• [TASK TO COMPLETE]: The answer must consist of every line in the records that contains the word "stale".
━━━━━━━━━━
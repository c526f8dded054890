//! Cache generation lifecycle: one live cache per version tag.

use std::sync::Arc;

use futures::future::join_all;
use swkit_common::{retry_with_backoff, RetryConfig};
use tracing::{error, info};

use crate::store::{CacheStorage, StoreError};

/// Result of retiring superseded generations.
#[derive(Debug, Clone, Default, PartialEq, Eq)]
pub struct ActivationReport {
    /// The live generation.
    pub current: String,
    /// Generations deleted.
    pub removed: Vec<String>,
    /// Generations that could not be deleted, with the last error.
    pub failed: Vec<(String, String)>,
}

/// Owns the mapping from version tag to the one live cache. The only
/// component that deletes caches.
#[derive(Debug, Clone)]
pub struct GenerationManager {
    storage: Arc<CacheStorage>,
    retry: RetryConfig,
}

impl GenerationManager {
    pub fn new(storage: Arc<CacheStorage>, retry: RetryConfig) -> Self {
        Self { storage, retry }
    }

    /// Delete every cache not named `current`, then make sure `current` exists.
    ///
    /// Deletions run concurrently and all settle before this returns. Only
    /// transient failures are retried. A generation that cannot be removed is
    /// reported, not fatal: it is unreachable by name from now on.
    pub async fn activate(&self, current: &str) -> Result<ActivationReport, StoreError> {
        let stale: Vec<String> = self
            .storage
            .keys()
            .await
            .into_iter()
            .filter(|name| name != current)
            .collect();

        let deletions = stale.iter().map(|name| async move {
            let result = retry_with_backoff(&self.retry, || self.storage.delete(name)).await;
            (name.clone(), result)
        });

        let mut report = ActivationReport {
            current: current.to_string(),
            ..Default::default()
        };

        for (name, result) in join_all(deletions).await {
            match result {
                Ok(_) => {
                    info!(generation = %name, "Removed old cache generation");
                    report.removed.push(name);
                }
                Err(e) => {
                    error!(generation = %name, error = %e, "Failed to remove old cache generation");
                    report.failed.push((name, e.to_string()));
                }
            }
        }

        self.storage.open(current).await?;
        info!(
            generation = %current,
            removed = report.removed.len(),
            failed = report.failed.len(),
            "Cache generation live"
        );
        Ok(report)
    }
}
━━━━━━━━━━
• [REPLY TO THE EXERCISE]:
        let stale: Vec<String> = self
        let deletions = stale.iter().map(|name| async move {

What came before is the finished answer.